La comparaison était exacte. Du lis, Françoise avait la pureté, la fière splendeur et le grisant parfum.
Hugo s’était exprimé très rapidement, d’un ton enjoué, usant d’un excellent français. Frida ne comprit pas avec exactitude le sens des paroles qu’il avait prononcées. Elle avait seulement entendu « fleur de France ».
Encore sous l’impression d’une émotion trop vive, pour concevoir quelque inquiétude d’une fadaise galamment débitée, son âme tumultueuse, sous une vague de bonheur, avait été comme nettoyée de tout soupçon. Elle savourait les joies sans égales d’un triomphe attendu dix ans. Il était là !… N’était-ce pas l’essentiel ?… Son ingrat visage, au profil chevalin, s’éclairait d’une lueur d’indulgence.
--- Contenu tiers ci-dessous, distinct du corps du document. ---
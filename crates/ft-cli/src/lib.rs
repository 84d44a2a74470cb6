//! ft-cli library
//!
//! Command definitions and the runner that drives the FitTribe stores, kept
//! out of `main` so they can be exercised from tests.

pub mod booking_commands;
pub mod cli;
pub mod commands;
pub mod error;
pub mod logger;
pub mod notification_commands;
pub mod runner;


pub use cli::Cli;
pub use error::{CliError, Result as CliResult};
pub use runner::{Runner, run};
Elle regarda complaisamment sa lectrice. Non, elle ne la détestait pas. Elle avait pris cette jeune fille auprès d’elle, ainsi qu’on acquiert, par fantaisie, un très beau meuble, un bijou précieux. Elle trouva donc presque naturel le compliment qu’Hugo venait d’adresser à Françoise et, s’extasiant sur l’esprit de son futur mari, elle traduisit à haute voix :
— Blume aus Frankreich !…
Le mot courait maintenant de bouche en bouche. Il semblait que, jusqu’alors, la nièce de Mlle Corbier et de Jacques Provence eût passé inaperçue. Cette étrangère, calme et discrète, qui demeurait presque toujours enfermée chez elle, mangeant si peu, buvant moins encore, et aux lectures de qui on dormait presque toujours, on la découvrait, comme par enchantement !
C’est vrai, elle était wahrhaftig schœn, — réellement belle, — cette Française jugée, jusque-là, si insignifiante !… Tous les yeux la dévoraient, à présent. Ceux des hommes surtout.
Au bal qui suivit le dîner, les officiers autrichiens se précipitèrent, le Comte Ardessy en tête, chacun réclamant la faveur d’être inscrit sur le carnet de la belle étrangère.